Ève é casada com Pierre, um homem que padece de distúrbios mentais. Ele já não sai de dentro do quarto, onde vive em um universo particular. Os pais da moça desejam que ela o abandone, mas ela não está disposta a isso. Pelo contrário, Ève quer ficar ao lado do marido, nem que para isso precise imergir na loucura dele:
Ela pensou de repente, com uma espécie de orgulho, que ela já não tinha lugar em parte alguma. “Os normais creem que ainda sou parte deles. Mas eu não conseguiria ficar uma hora entre eles. Eu preciso viver lá, do outro lado desse muro. Mas lá, também não me querem”.
A mãe de Ève também está doente e vive encerrada em um quarto, mas o Sr. Darbédat não trata a esposa como trata o genro. Para ele, sua mulher ainda é digna de atenção, enquanto Pierre deve ser apartado totalmente do convívio social. A intolerância com as doenças mentais e as discussões acerca da aceitação implícita no amor são temas centrais desse conto. Desviar-se da conduta esperada pela sociedade, embora factível, não é tão simples.
Em Erostrato, o personagem principal, Paul Hilbert, é mais um que não se encaixa nos padrões do mundo e resolve manifestar sua inadequação a partir de ideias megalomaníacas e pirotécnicas. Sua inspiração é o incendiário grego Erostrato que “queria se tornar ilustre e não achou nada melhor que colocar fogo no tempo de Éfeso, uma das sete maravilhas do mundo”. O narrador se sente incompreendido porque tem asco pela humanidade e não pode se expressar sem causar repulsa ou repreensões:
Eu sou livre para amar ou não lagosta à americana, mas se eu não amo os homens, eu sou um miserável e não tenho lugar ao sol.

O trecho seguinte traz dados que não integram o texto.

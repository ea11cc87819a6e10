// Copyright 2019 Guillaume Becquin
// Licensed under the Apache License, Version 2.0 (the "License");
// you may not use this file except in compliance with the License.
// You may obtain a copy of the License at
//     http://www.apache.org/licenses/LICENSE-2.0
// Unless required by applicable law or agreed to in writing, software
// distributed under the License is distributed on an "AS IS" BASIS,
// WITHOUT WARRANTIES OR CONDITIONS OF ANY KIND, either express or implied.
// See the License for the specific language governing permissions and
// limitations under the License.

//! # Text utilities
//! Markup removal and the text transforms turning utterances into numeric sequences.

mod constants;
mod markup;
mod transform;

pub use markup::{decode_character_references, strip_tags};
pub use transform::{sequence_length, TextTransform, VocabTransform, WhitespaceTransform};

Um aspecto curioso da narrativa é que o gatilho para a execução do atentado é uma pergunta aparentemente banal feita por Paul a um transeunte: “O senhor saberia me dizer onde é a rue de La Gaieté (Rua da Felicidade)?”. A opção de Sartre por incluir esse endereço em tal ponto da narrativa não soa despropositada. Paul Hilbert representa o livre arbítrio levado ao extremo, quando o poder da escolha significa a ameaça à felicidade, tanto do indivíduo, quanto dos que o cercam. A responsabilidade da decisão é, afinal, um fardo mais pesado do que parece.
Essa temática volta a aparecer no quarto conto do livro – A Intimidade – que relata a história de um casamento falido, degradado pela rotina e pela falta de desejo, amor e companheirismo. Lulu decide, ou como ela mesma diz, os fatos decidem por ela, abandonar Henri e fugir para Nice com o amante, mas seus planos são ameaçados pelo apego às convenções e, principalmente, aos hábitos. Mesmo em seu bilhete de despedida, sua rotina de esposa vem antes do adeus:
A lentilha está no fogo. Sirva-se e desligue o gás. Tem presunto na geladeira. Eu me cansei. Adeus.

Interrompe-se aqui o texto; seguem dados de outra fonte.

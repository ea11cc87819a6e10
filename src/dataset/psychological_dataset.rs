// Copyright 2019 Guillaume Becquin
// Licensed under the Apache License, Version 2.0 (the "License");
// you may not use this file except in compliance with the License.
// You may obtain a copy of the License at
//     http://www.apache.org/licenses/LICENSE-2.0
// Unless required by applicable law or agreed to in writing, software
// distributed under the License is distributed on an "AS IS" BASIS,
// WITHOUT WARRANTIES OR CONDITIONS OF ANY KIND, either express or implied.
// See the License for the specific language governing permissions and
// limitations under the License.

use crate::config::{DatasetConfig, EmptyTurnPolicy, SpeakerRole};
use crate::dataset::base_dataset::{Dataset, MultiThreadedDataset};
use crate::dataset::label::{derive_label, DepressionLabel};
use crate::dataset::manifest::{load_transcripts, read_manifest, TranscriptRecord};
use crate::dataset::turns::{classify_speaker, transcript_turns};
use crate::error::DatasetError;
use crate::padding::{pad_sequence, SequenceLayout};
use crate::text::{sequence_length, strip_tags, TextTransform};
use ndarray::{ArrayD, IxDyn};
use std::path::Path;

/// # Transformed transcript sample
#[derive(Debug, Clone, PartialEq)]
pub struct TranscriptSample<A> {
    /// Accepted turns, shape `[n_turns, max_word_len, *trailing_dims]`
    pub turns: ArrayD<A>,
    /// Transformed title (not padded)
    pub title: ArrayD<A>,
    pub label: DepressionLabel,
}

/// # Raw transcript sample
/// Returned by datasets built without a text transform
#[derive(Debug, Clone, PartialEq)]
pub struct RawSample {
    pub transcript: String,
    pub title: String,
    pub label: DepressionLabel,
}

/// # Accepted turn
/// A patient or therapist turn that passed the length filter, with its transformed utterance
#[derive(Debug, Clone, PartialEq)]
pub struct TransformedTurn<A> {
    pub speaker: String,
    pub role: SpeakerRole,
    pub sequence: ArrayD<A>,
}

/// Manifest records and configuration shared by the transformed and raw datasets
#[derive(Debug, Clone)]
struct TranscriptCorpus {
    records: Vec<TranscriptRecord>,
    config: DatasetConfig,
}

impl TranscriptCorpus {
    fn load(
        csv_file: &Path,
        root_dir: &Path,
        config: DatasetConfig,
    ) -> Result<TranscriptCorpus, DatasetError> {
        config.validate()?;
        let rows = read_manifest(csv_file, &config.schema)?;
        let records = load_transcripts(root_dir, rows)?;
        log::info!(
            "Loaded {} transcripts from {} (manifest {})",
            records.len(),
            root_dir.display(),
            csv_file.display()
        );
        Ok(TranscriptCorpus { records, config })
    }

    fn record(&self, index: usize) -> Result<&TranscriptRecord, DatasetError> {
        self.records.get(index).ok_or_else(|| {
            DatasetError::IndexOutOfRange(format!(
                "index {} for a dataset of length {}",
                index,
                self.records.len()
            ))
        })
    }

    fn label(&self, record: &TranscriptRecord) -> DepressionLabel {
        let diagnosis = record
            .metadata_field(self.config.schema.diagnosis_field)
            .unwrap_or("");
        derive_label(diagnosis, &record.row.label, &self.config.positive_markers)
    }
}

/// # Psychological transcript dataset
/// Loads a manifest and all its transcripts eagerly. Every `get` strips the transcript markup, keeps
/// the patient and therapist turns, transforms them with the text transform and pads them to
/// `max_word_len`. Nothing is cached: samples are recomputed on each access.
///
/// Reading samples from several threads (`MultiThreadedDataset`) requires the transform to be `Sync`.
pub struct PsychologicalDataset<T> {
    corpus: TranscriptCorpus,
    text_transforms: T,
}

impl<T: TextTransform> PsychologicalDataset<T> {
    /// Creates a dataset with the default configuration and the given maximum turn length.
    ///
    /// # Parameters
    /// - csv_file: path to the manifest
    /// - root_dir: directory containing the `<id>.txt` transcripts
    /// - max_word_len (`usize`): length every transformed turn is truncated or padded to
    /// - text_transforms (`T`): transform applied to every turn and to the title
    ///
    /// # Example
    ///
    /// ```no_run
    /// use psych_transcripts::dataset::{Dataset, PsychologicalDataset};
    /// use psych_transcripts::text::WhitespaceTransform;
    ///
    /// let dataset =
    ///     PsychologicalDataset::new("path/to/manifest.csv", "path/to/transcripts", 25, WhitespaceTransform)
    ///         .unwrap();
    /// let sample = dataset.get(0).unwrap();
    /// ```
    pub fn new<P: AsRef<Path>, Q: AsRef<Path>>(
        csv_file: P,
        root_dir: Q,
        max_word_len: usize,
        text_transforms: T,
    ) -> Result<PsychologicalDataset<T>, DatasetError> {
        PsychologicalDataset::from_config(
            csv_file,
            root_dir,
            DatasetConfig::with_max_word_len(max_word_len),
            text_transforms,
        )
    }

    pub fn from_config<P: AsRef<Path>, Q: AsRef<Path>>(
        csv_file: P,
        root_dir: Q,
        config: DatasetConfig,
        text_transforms: T,
    ) -> Result<PsychologicalDataset<T>, DatasetError> {
        let corpus = TranscriptCorpus::load(csv_file.as_ref(), root_dir.as_ref(), config)?;
        Ok(PsychologicalDataset {
            corpus,
            text_transforms,
        })
    }

    pub fn config(&self) -> &DatasetConfig {
        &self.corpus.config
    }

    pub fn records(&self) -> &[TranscriptRecord] {
        &self.corpus.records
    }

    pub fn record(&self, index: usize) -> Result<&TranscriptRecord, DatasetError> {
        self.corpus.record(index)
    }

    pub fn text_transforms(&self) -> &T {
        &self.text_transforms
    }

    /// Accepted turns of a sample, in transcript order
    pub fn transformed_turns(
        &self,
        index: usize,
    ) -> Result<Vec<TransformedTurn<T::Elem>>, DatasetError> {
        let record = self.corpus.record(index)?;
        Ok(self.extract_turns(&record.transcript))
    }

    /// Speaker labels of the accepted turns of a sample, in transcript order
    pub fn speakers(&self, index: usize) -> Result<Vec<String>, DatasetError> {
        Ok(self
            .transformed_turns(index)?
            .into_iter()
            .map(|turn| turn.speaker)
            .collect())
    }

    fn extract_turns(&self, transcript: &str) -> Vec<TransformedTurn<T::Elem>> {
        let config = &self.corpus.config;
        let text = strip_tags(transcript);
        transcript_turns(&text)
            .filter_map(|turn| {
                let sequence = self.text_transforms.transform(turn.utterance);
                if sequence_length(&sequence) < config.min_turn_len {
                    return None;
                }
                match classify_speaker(turn.speaker, &config.roles) {
                    Some(role) => Some(TransformedTurn {
                        speaker: turn.speaker.to_owned(),
                        role,
                        sequence,
                    }),
                    None => {
                        log::trace!("Dropping turn from unknown speaker {:?}", turn.speaker);
                        None
                    }
                }
            })
            .collect()
    }

    /// Sample at `index` together with the speaker labels of its turns. The transcript is parsed
    /// and transformed once for both.
    pub fn get_with_speakers(
        &self,
        index: usize,
    ) -> Result<(TranscriptSample<T::Elem>, Vec<String>), DatasetError> {
        let record = self.corpus.record(index)?;
        let (speakers, sequences): (Vec<String>, Vec<ArrayD<T::Elem>>) = self
            .extract_turns(&record.transcript)
            .into_iter()
            .map(|turn| (turn.speaker, turn.sequence))
            .unzip();
        let sample = self.build_sample(index, record, &sequences)?;
        Ok((sample, speakers))
    }

    fn build_sample(
        &self,
        index: usize,
        record: &TranscriptRecord,
        sequences: &[ArrayD<T::Elem>],
    ) -> Result<TranscriptSample<T::Elem>, DatasetError> {
        let title = self.text_transforms.transform(&record.row.title);
        let turns = self.pad_turns(index, record, sequences, &title)?;
        Ok(TranscriptSample {
            turns,
            title,
            label: self.corpus.label(record),
        })
    }

    fn pad_turns(
        &self,
        index: usize,
        record: &TranscriptRecord,
        sequences: &[ArrayD<T::Elem>],
        title: &ArrayD<T::Elem>,
    ) -> Result<ArrayD<T::Elem>, DatasetError> {
        let max_word_len = self.corpus.config.max_word_len;
        if sequences.is_empty() {
            return match self.corpus.config.empty_turn_policy {
                EmptyTurnPolicy::Fail => Err(DatasetError::EmptySequence(format!(
                    "sample {} (id {}) has no accepted turn",
                    index, record.row.id
                ))),
                EmptyTurnPolicy::Fill => {
                    log::warn!(
                        "Sample {} (id {}) has no accepted turn, returning a padding row",
                        index,
                        record.row.id
                    );
                    let mut dims = vec![1, max_word_len];
                    dims.extend_from_slice(title.shape().get(1..).unwrap_or(&[]));
                    Ok(ArrayD::from_elem(IxDyn(&dims), T::Elem::default()))
                }
            };
        }
        pad_sequence(
            sequences,
            SequenceLayout::BatchFirst,
            Some(max_word_len),
            T::Elem::default(),
        )
    }
}

impl<T: TextTransform> Dataset for PsychologicalDataset<T> {
    type Item = TranscriptSample<T::Elem>;

    fn len(&self) -> usize {
        self.corpus.records.len()
    }

    fn get(&self, index: usize) -> Result<TranscriptSample<T::Elem>, DatasetError> {
        let record = self.corpus.record(index)?;
        let sequences: Vec<ArrayD<T::Elem>> = self
            .extract_turns(&record.transcript)
            .into_iter()
            .map(|turn| turn.sequence)
            .collect();
        self.build_sample(index, record, &sequences)
    }
}

impl<T> MultiThreadedDataset for PsychologicalDataset<T>
where
    T: TextTransform + Sync,
    T::Elem: Send,
{
}

/// # Raw psychological transcript dataset
/// Same loading as `PsychologicalDataset`, without a text transform: samples hold the raw
/// transcript and title along with the label.
#[derive(Debug, Clone)]
pub struct RawPsychologicalDataset {
    corpus: TranscriptCorpus,
}

impl RawPsychologicalDataset {
    pub fn new<P: AsRef<Path>, Q: AsRef<Path>>(
        csv_file: P,
        root_dir: Q,
    ) -> Result<RawPsychologicalDataset, DatasetError> {
        RawPsychologicalDataset::from_config(csv_file, root_dir, DatasetConfig::default())
    }

    pub fn from_config<P: AsRef<Path>, Q: AsRef<Path>>(
        csv_file: P,
        root_dir: Q,
        config: DatasetConfig,
    ) -> Result<RawPsychologicalDataset, DatasetError> {
        let corpus = TranscriptCorpus::load(csv_file.as_ref(), root_dir.as_ref(), config)?;
        Ok(RawPsychologicalDataset { corpus })
    }

    pub fn config(&self) -> &DatasetConfig {
        &self.corpus.config
    }

    pub fn records(&self) -> &[TranscriptRecord] {
        &self.corpus.records
    }

    pub fn record(&self, index: usize) -> Result<&TranscriptRecord, DatasetError> {
        self.corpus.record(index)
    }

    /// Attaches a text transform, turning this dataset into a `PsychologicalDataset`
    pub fn with_transform<T: TextTransform>(self, text_transforms: T) -> PsychologicalDataset<T> {
        PsychologicalDataset {
            corpus: self.corpus,
            text_transforms,
        }
    }
}

impl Dataset for RawPsychologicalDataset {
    type Item = RawSample;

    fn len(&self) -> usize {
        self.corpus.records.len()
    }

    fn get(&self, index: usize) -> Result<RawSample, DatasetError> {
        let record = self.corpus.record(index)?;
        Ok(RawSample {
            transcript: record.transcript.clone(),
            title: record.row.title.clone(),
            label: self.corpus.label(record),
        })
    }
}

impl MultiThreadedDataset for RawPsychologicalDataset {}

A todo momento, Lulu tenta se eximir da responsabilidade de suas decisões, caindo em um discurso fatalista – as coisas são como são. É por esse caminho também que vai o personagem principal do quinto conto – A Infância de um Chefe – o mais longo de todos.
Lucien Fleurier é filho de um casal burguês e tem um destino traçado para sua vida – tornar-se, um dia, o patrão da indústria que pertence ao seu pai. No entanto, no caminho, surgem inquietações nada banais: “Eu existo?”, “Para que existo?”, “Quem é realmente Lucien?”. Embora esse seja o conto mais pesado e cheio de referências teóricas da coletânea, ele não desvia a obra de sua proximidade com a realidade humana.
Apesar de o nome Sartre, muitas vezes, intimidar pela grandiosidade de seu trabalho como filósofo, sua literatura ficcional é bastante fluida e clara. Os contos têm ritmo, personagens bem construídos e abertura para que, conhecendo ou não sua obra filosófica, o leitor possa desfrutar de um texto rico, repleto de reflexões.